Detects faces in the Blender scene by looking for pallet objects and extracting their side faces
Generates 6 keypoints per face: 4 corners of the 3D face + 2 middle points (top and bottom center)
Tracks visibility of each keypoint using ray casting to detect obstacles
Saves labels in YOLO format to the keypoints_labels folder
Visualizes keypoints in analysis images with different colors for visible/hidden points
3D Debug Visualization with interactive HTML figures and detailed coordinate tracking
Comprehensive metadata including face selection criteria and camera positioning

Keypoints Layout

Each face gets 6 keypoints arranged as follows:

    Top Left (2)     Middle Top (0)     Top Right (4)
           |                |                |
           |                |                |
    Bottom Left (3)  Middle Bottom (1)  Bottom Right (5)

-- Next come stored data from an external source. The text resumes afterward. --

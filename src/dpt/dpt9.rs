//! DPT 9.xxx - 2-byte Float (16-bit floating point)
//!
//! ## Format
//!
//! ```text
//! Byte 0: SEEE EMMM
//! Byte 1: MMMM MMMM
//!
//! S = Sign bit
//! E = Exponent (4 bits, unsigned, 0-15)
//! M = Mantissa (11 bits, two's complement together with S)
//!
//! Value = (0.01 * M) * 2^E
//! ```
//!
//! ## Range
//!
//! - Min: -671088.64
//! - Max: +670760.96
//! - Resolution: 0.01 at exponent 0, doubling with every exponent step
//!
//! Inside an APDU the two bytes follow the TPCI/APCI pair, so a telegram
//! carrying a DPT 9 value has data length 3.

use crate::dpt::{DptDecode, DptEncode, Payload};
use crate::error::{KnxError, Result};

/// Smallest encodable value (mantissa -2048, exponent 15)
pub const MIN_VALUE: f64 = -671_088.64;
/// Largest encodable value (mantissa 2047, exponent 15)
pub const MAX_VALUE: f64 = 670_760.96;

const MANTISSA_MIN: f64 = -2048.0;
const MANTISSA_MAX: f64 = 2047.0;
const MAX_EXPONENT: i32 = 15;

/// DPT 9.xxx 2-byte float types
#[derive(Debug, Clone, Copy, PartialEq, Eq)]
pub enum Dpt9 {
    /// DPT 9.001 - Temperature (°C)
    Temperature,
    /// DPT 9.002 - Temperature difference (K)
    TemperatureDifference,
    /// DPT 9.004 - Illuminance (lux)
    Illuminance,
    /// DPT 9.005 - Wind speed (m/s)
    WindSpeed,
    /// DPT 9.006 - Pressure (Pa)
    Pressure,
    /// DPT 9.007 - Humidity (%)
    Humidity,
    /// DPT 9.008 - Air quality (ppm)
    AirQuality,
    /// DPT 9.020 - Voltage (mV)
    Voltage,
    /// DPT 9.021 - Current (mA)
    Current,
    /// DPT 9.024 - Power (kW)
    Power,
}

impl Dpt9 {
    const ALL: [Dpt9; 10] = [
        Dpt9::Temperature,
        Dpt9::TemperatureDifference,
        Dpt9::Illuminance,
        Dpt9::WindSpeed,
        Dpt9::Pressure,
        Dpt9::Humidity,
        Dpt9::AirQuality,
        Dpt9::Voltage,
        Dpt9::Current,
        Dpt9::Power,
    ];

    /// Get the DPT identifier string
    pub const fn identifier(&self) -> &'static str {
        match self {
            Dpt9::Temperature => "9.001",
            Dpt9::TemperatureDifference => "9.002",
            Dpt9::Illuminance => "9.004",
            Dpt9::WindSpeed => "9.005",
            Dpt9::Pressure => "9.006",
            Dpt9::Humidity => "9.007",
            Dpt9::AirQuality => "9.008",
            Dpt9::Voltage => "9.020",
            Dpt9::Current => "9.021",
            Dpt9::Power => "9.024",
        }
    }

    /// Get the unit string
    pub const fn unit(&self) -> &'static str {
        match self {
            Dpt9::Temperature => "°C",
            Dpt9::TemperatureDifference => "K",
            Dpt9::Illuminance => "lux",
            Dpt9::WindSpeed => "m/s",
            Dpt9::Pressure => "Pa",
            Dpt9::Humidity => "%",
            Dpt9::AirQuality => "ppm",
            Dpt9::Voltage => "mV",
            Dpt9::Current => "mA",
            Dpt9::Power => "kW",
        }
    }

    /// Look up a subtype by its `9.xxx` identifier.
    pub fn from_identifier(id: &str) -> Option<Self> {
        Self::ALL.into_iter().find(|t| t.identifier() == id)
    }
}

impl DptEncode<f64> for Dpt9 {
    /// `[0x00, hi, lo]`: no inline bits, then the two float bytes.
    fn encode(&self, value: f64) -> Result<Payload> {
        let [hi, lo] = encode_float(value)?;
        Ok(Payload::from_iter([0x00, hi, lo]))
    }
}

impl DptDecode<f64> for Dpt9 {
    fn decode(&self, apdu: &[u8]) -> Result<f64> {
        match apdu.get(2..4) {
            Some(&[hi, lo]) => Ok(decode_float([hi, lo])),
            _ => Err(KnxError::invalid_dpt_data()),
        }
    }
}

/// Decode the two float bytes.
pub fn decode_float(bytes: [u8; 2]) -> f64 {
    let [b0, b1] = bytes;
    let negative = b0 >> 7 == 1;
    let exponent = i32::from((b0 & 0x78) >> 3);
    let mut mantissa = 256 * i32::from(b0 & 0x07) + i32::from(b1);
    if negative {
        // two's complement over 11 bits
        mantissa = !(mantissa ^ 2047);
    }
    ldexp(0.01 * f64::from(mantissa), exponent)
}

/// Encode a value into the two float bytes.
///
/// The exponent search walks down from the `frexp` exponent and keeps the
/// first candidate whose rounded mantissa fits 11 signed bits, which is the
/// smallest exponent (finest resolution) able to hold the value.
pub fn encode_float(value: f64) -> Result<[u8; 2]> {
    if !value.is_finite() || !(MIN_VALUE..=MAX_VALUE).contains(&value) {
        return Err(KnxError::invalid_data_value());
    }

    let (fraction, exponent) = frexp(value);
    let found = (exponent - MAX_EXPONENT..=exponent).rev().find_map(|shift| {
        let candidate = ldexp(100.0 * fraction, shift).round();
        (MANTISSA_MIN..=MANTISSA_MAX)
            .contains(&candidate)
            .then_some((candidate as i32, exponent - shift))
    });
    let Some((mantissa, scale)) = found else {
        return Err(KnxError::invalid_data_value());
    };

    let sign = u8::from(mantissa < 0);
    let bits = (mantissa & 0x07FF) as u16;
    let b0 = (sign << 7) | ((scale as u8) << 3) | ((bits >> 8) as u8 & 0x07);
    Ok([b0, (bits & 0xFF) as u8])
}

/// `mantissa * 2^exponent` without intermediate overflow for extreme
/// exponents.
pub fn ldexp(mantissa: f64, exponent: i32) -> f64 {
    if exponent > 1023 {
        mantissa * pow2(1023) * pow2(exponent - 1023)
    } else if exponent < -1074 {
        mantissa * pow2(-1074) * pow2(exponent + 1074)
    } else {
        mantissa * pow2(exponent)
    }
}

/// Split `value` into a fraction in `[0.5, 1)` (sign preserved) and a power
/// of two. Zero and non-finite values come back unchanged with exponent 0.
pub fn frexp(value: f64) -> (f64, i32) {
    if value == 0.0 || !value.is_finite() {
        return (value, 0);
    }
    let biased = ((value.to_bits() >> 52) & 0x7FF) as i32;
    if biased == 0 {
        // subnormal: scale into the normal range first
        let (fraction, exponent) = frexp(value * pow2(64));
        return (fraction, exponent - 64);
    }
    let exponent = biased - 1022;
    (ldexp(value, -exponent), exponent)
}

/// Exact power of two; saturates to infinity or zero outside f64 range.
fn pow2(exponent: i32) -> f64 {
    match exponent {
        1024.. => f64::INFINITY,
        -1022..=1023 => f64::from_bits(((exponent + 1023) as u64) << 52),
        -1074..=-1023 => f64::from_bits(1u64 << (exponent + 1074)),
        _ => 0.0,
    }
}

#[cfg(test)]
mod tests {
    use super::*;

    /// Half a resolution step for the exponent the value encodes with.
    fn tolerance(value: f64) -> f64 {
        let [b0, _] = encode_float(value).unwrap();
        let exponent = i32::from((b0 & 0x78) >> 3);
        0.005 * f64::from(1 << exponent) + 1e-9
    }

    fn assert_round_trip(value: f64) {
        let decoded = decode_float(encode_float(value).unwrap());
        assert!(
            (decoded - value).abs() <= tolerance(value),
            "{value} decoded as {decoded}"
        );
    }

    #[test]
    fn test_decode_official_knx_example() {
        // 0x0AF0 -> exponent 1, mantissa 0x2F0 = 752 -> 15.04
        assert!((decode_float([0x0A, 0xF0]) - 15.04).abs() < 1e-9);
        // 0x0C38 -> exponent 1, mantissa 0x438 = 1080 -> 21.6
        assert!((decode_float([0x0C, 0x38]) - 21.6).abs() < 1e-9);
    }

    #[test]
    fn test_decode_negative() {
        // 0x8A24 -> sign, exponent 1, mantissa 0x224 -> -1500 * 0.01 * 2
        assert!((decode_float([0x8A, 0x24]) - -30.0).abs() < 1e-9);
        // mantissa -1 at exponent 0
        assert!((decode_float([0x87, 0xFF]) - -0.01).abs() < 1e-9);
    }

    #[test]
    fn test_encode_zero() {
        assert_eq!(encode_float(0.0).unwrap(), [0x00, 0x00]);
        assert_eq!(encode_float(-0.0).unwrap(), [0x00, 0x00]);
    }

    #[test]
    fn test_encode_uses_smallest_exponent() {
        // -12.3 fits exponent 0: mantissa -1230 -> 0x7FF & -1230 = 0x332
        assert_eq!(encode_float(-12.3).unwrap(), [0x83, 0x32]);
        // 21.6 needs exponent 1 (2160 > 2047)
        assert_eq!(encode_float(21.6).unwrap(), [0x0C, 0x38]);
    }

    #[test]
    fn test_range_extremes() {
        assert_eq!(encode_float(MAX_VALUE).unwrap(), [0x7F, 0xFF]);
        assert_eq!(encode_float(MIN_VALUE).unwrap(), [0xF8, 0x00]);
        assert!((decode_float([0x7F, 0xFF]) - MAX_VALUE).abs() < 1e-6);
        assert!((decode_float([0xF8, 0x00]) - MIN_VALUE).abs() < 1e-6);
    }

    #[test]
    fn test_representative_round_trips() {
        for value in [0.0, 23.45, -12.3, MAX_VALUE, MIN_VALUE, 0.01, -0.01, 1000.5, -273.0] {
            assert_round_trip(value);
        }
    }

    #[test]
    fn test_rejects_unrepresentable() {
        for value in [f64::NAN, f64::INFINITY, f64::NEG_INFINITY, 670_761.0, -671_089.0, 1e9] {
            assert!(encode_float(value).unwrap_err().is_invalid_data_value(), "{value}");
        }
    }

    #[test]
    fn test_tiny_values_encode_as_zero() {
        assert_eq!(encode_float(1e-6).unwrap(), [0x00, 0x00]);
        assert_eq!(encode_float(f64::MIN_POSITIVE / 4.0).unwrap(), [0x00, 0x00]);
    }

    #[test]
    fn test_frexp() {
        assert_eq!(frexp(8.0), (0.5, 4));
        assert_eq!(frexp(-3.0), (-0.75, 2));
        assert_eq!(frexp(0.0), (0.0, 0));
        // subnormal
        let (fraction, exponent) = frexp(f64::from_bits(1));
        assert_eq!(fraction, 0.5);
        assert_eq!(exponent, -1073);
    }

    #[test]
    fn test_ldexp_splits_extreme_exponents() {
        assert_eq!(ldexp(2f64.powi(-10), 1030), 2f64.powi(1020));
        assert_eq!(ldexp(0.75, 2), 3.0);
        assert_eq!(ldexp(2.0, -1075), f64::from_bits(1));
        assert_eq!(ldexp(1.0, 2000), f64::INFINITY);
    }

    #[test]
    fn test_apdu_decode() {
        // TPCI/APCI 0x00 0x80 then 21.6
        assert!((Dpt9::Temperature.decode(&[0x00, 0x80, 0x0C, 0x38]).unwrap() - 21.6).abs() < 1e-9);
        assert!(Dpt9::Temperature.decode(&[0x00, 0x80, 0x0C]).is_err());
    }

    #[test]
    fn test_trait_encode() {
        let payload = Dpt9::Temperature.encode(21.6).unwrap();
        assert_eq!(payload.as_slice(), &[0x00, 0x0C, 0x38]);
    }

    #[test]
    fn test_identifier_lookup() {
        assert_eq!(Dpt9::from_identifier("9.001"), Some(Dpt9::Temperature));
        assert_eq!(Dpt9::Humidity.unit(), "%");
        assert_eq!(Dpt9::from_identifier("9.999"), None);
    }
}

Middle keypoints: Top and bottom center of the face (calculated as midpoints between corners)
Corner keypoints: The 4 actual corners of the 3D face (top-left, top-right, bottom-left, bottom-right)

Configuration

Add these settings to your config to control keypoints generation:

config = {
    # Enable/disable keypoints generation
    "generate_keypoints": True,
    
    # Minimum face area (in pixels) to generate keypoints
    "keypoints_min_face_area": 100,
    
    # Enable ray casting for visibility detection
    "keypoints_visibility_check": True,
    
    # Face detection confidence threshold
    "keypoints_face_detection_threshold": 0.5,
    
    # Show 3D coordinate labels in analysis images
    "keypoints_show_3d_labels": True,
    
    # Show 2D coordinate labels in analysis images
    "keypoints_show_2d_labels": True,
    
    # Show all keypoint labels (names, coordinates) in analysis images
    "keypoints_show_labels": True,
    
    # Show all labels in analysis images (YOLO boxes, 3D structures)
    "analysis_show_all_labels": True,
    
    # Show keypoints in analysis images
    "analysis_show_keypoints": True,
}

Output Format

Keypoints Labels (YOLO Format)

Keypoints are saved in YOLO format in the keypoints_labels folder:

class_id x_center y_center width height kp1_x kp1_y kp1_v kp2_x kp2_y kp2_v ...

Where:

class_id: Object class (0 for face)
x_center, y_center: Face bounding box center (normalized 0-1)
width, height: Face bounding box dimensions (normalized 0-1)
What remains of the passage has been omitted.